Las manzanas son alimentos ricos en hidratos de carbono y éstos a su vez ayudan a la producción de serotonina. Yo no soy muy fan de las manzanas pero sí de los hidratos de carbono, ¡y quién no!

Más de una vez he escuchado a la gente decir: come carbohidratos que estarás más feliz. Sí, es verdad, pero hay que tener mucho cuidado con el tipo de carbohidrato que comemos. Es evidente que un plato de pasta con una salsa exquisita y mucho queso hace feliz a cualquiera pero estos alimentos producen un subidón de energía exclusivamente momentáneo.

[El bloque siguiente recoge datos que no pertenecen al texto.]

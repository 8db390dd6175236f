//! Structural and range validation of `MigrationOptions`.
//!
//! Every group is checked on every call so a response enumerates all violated
//! rules. Warnings and recommendations are advisory and never affect
//! `is_valid`.

use super::options::MigrationOptions;
use super::timespan;
use super::ResourceThresholds;
use chrono::{DateTime, TimeDelta, Utc};
use serde::{Deserialize, Serialize};
use std::time::Instant;
use tracing::debug;

/// Severity attached to a configuration finding.
#[derive(Debug, Clone, Copy, PartialEq, Eq, PartialOrd, Ord, Serialize, Deserialize)]
pub enum IssueSeverity {
    Information,
    Warning,
    Error,
    Critical,
}

/// One validation finding.
#[derive(Debug, Clone, PartialEq, Serialize, Deserialize)]
#[serde(rename_all = "camelCase")]
pub struct ConfigurationIssue {
    /// Option group, e.g. "Seeding".
    pub category: String,
    /// Offending property path, e.g. "SeedingOptions.BatchSize".
    pub property: String,
    pub message: String,
    pub severity: IssueSeverity,
    #[serde(default, skip_serializing_if = "Option::is_none")]
    pub suggested_fix: Option<String>,
}

/// Outcome of validating an options tree.
#[derive(Debug, Clone, Serialize, Deserialize)]
#[serde(rename_all = "camelCase")]
pub struct ConfigValidationResult {
    pub is_valid: bool,
    pub errors: Vec<ConfigurationIssue>,
    pub warnings: Vec<ConfigurationIssue>,
    pub recommendations: Vec<ConfigurationIssue>,
    pub start_time: DateTime<Utc>,
    pub end_time: DateTime<Utc>,
    #[serde(with = "timespan")]
    pub validation_duration: TimeDelta,
}

impl ConfigValidationResult {
    /// Error messages, in rule order.
    pub fn error_messages(&self) -> Vec<String> {
        self.errors.iter().map(|e| e.message.clone()).collect()
    }
}

#[derive(Default)]
struct Findings {
    errors: Vec<ConfigurationIssue>,
    warnings: Vec<ConfigurationIssue>,
    recommendations: Vec<ConfigurationIssue>,
}

impl Findings {
    fn error(&mut self, category: &str, property: &str, message: impl Into<String>, fix: impl Into<String>) {
        self.errors.push(issue(category, property, message, IssueSeverity::Error, Some(fix.into())));
    }

    fn warning(&mut self, category: &str, property: &str, message: impl Into<String>, fix: impl Into<String>) {
        self.warnings.push(issue(category, property, message, IssueSeverity::Warning, Some(fix.into())));
    }

    fn recommend(&mut self, category: &str, property: &str, message: impl Into<String>) {
        self.recommendations
            .push(issue(category, property, message, IssueSeverity::Information, None));
    }
}

fn issue(
    category: &str,
    property: &str,
    message: impl Into<String>,
    severity: IssueSeverity,
    suggested_fix: Option<String>,
) -> ConfigurationIssue {
    ConfigurationIssue {
        category: category.to_string(),
        property: property.to_string(),
        message: message.into(),
        severity,
        suggested_fix,
    }
}

/// Validates option trees against range and consistency rules.
#[derive(Debug, Clone)]
pub struct ConfigurationValidator {
    processor_count: usize,
}

impl Default for ConfigurationValidator {
    fn default() -> Self {
        Self::new()
    }
}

Dicen por ahí que: “Después del verano, la uva llega al mercado”. Puede que las semillitas sean un poco incómodas pero… ¡qué ricas están! Hay que recordar que la fruta, si se come entera, mejor. La fibra de las pepitas y la piel ayudan a contrarrestar el alto contenido de azúcar que tiene la uva, proporcionándonos todos los nutrientes. Aparte que son antioxidantes, depurativas y nos dan mucha energía.

Si preguntáis a mis alumnos cuál es mi fruta favorita, los que me prestan un poco de atención, os responderán: la mandarina. Esta fruta llega al final del otoño y tiene todos los nutrientes para prepararnos para el invierno. Me encanta.

Una vez, alguien me contó que leyó un estudio en el que durante equis tiempo los taxistas de Nueva York tenían que comer sólo pescado. ¿Por qué? Pues porque el pescado contiene altos niveles de Omega 3 que ayuda a reducir el estrés. Después de unas semanas de sólo comer pescado, los taxistas se encontraban de mucho mejor humor, su estado de ánimo había cambiado y el estrés de una gran ciudad no les afectaba tanto como antes. No encontré el estudio pero sí que encontré que el consumo de Omega 3 ayuda a incrementar la serotonina. Yo tengo una ligerita pelea personal con el pescado ya que, según de dónde venga, tiene altos niveles de mercurio por lo que yo me decanto por otros alimentos ricos en Omega 3 como lo son los frutos secos y sus aceites: el lino, por ejemplo, tanto en aceite como en semilla es excelente. La chía, las nueces, el cáñamo y el sésamo, también. Es importante saber que estos aceites no deben utilizarse para freír, en crudito mejor.

Por último, mi recomendación favorita, es comer chocolate. No sólo aumenta los niveles de serotonina sino también de endorfinas. Mucho cuidado con el chocolate que elegís, el componente que nos produce esta felicidad es el cacao, así que cuanto más oscuro, mejor.

Aparte de la alimentación, practicar buenos hábitos nos ayudará a combatir estos cambios estacionales. Hacer ejercicio de manera regular siempre ha sido bueno para el cuerpo. Si hoy hemos aprendido que la serotonina es producida por la luz, es muy importante intentar pasar el mayor tiempo posible al aire libre. Si caminamos 30 minutos y disfrutamos de la luz del día, mataremos dos pájaros de un tiro. Aunque esté nublado, nuestro cuerpo lo agradecerá. El estrés, sí, ese sentimiento que a veces nos invade y no nos damos ni cuenta, interfiere en la producción de serotonina, por lo que es recomendable también realizar prácticas como yoga, meditación y ejercicios de respiración.

Y ahora, mi consejo muy personal… ¡Disfrutad del otoño! Los colores de sus parques, las hojas y los cielos son las razones por las cuales ésta es mi estación favorita.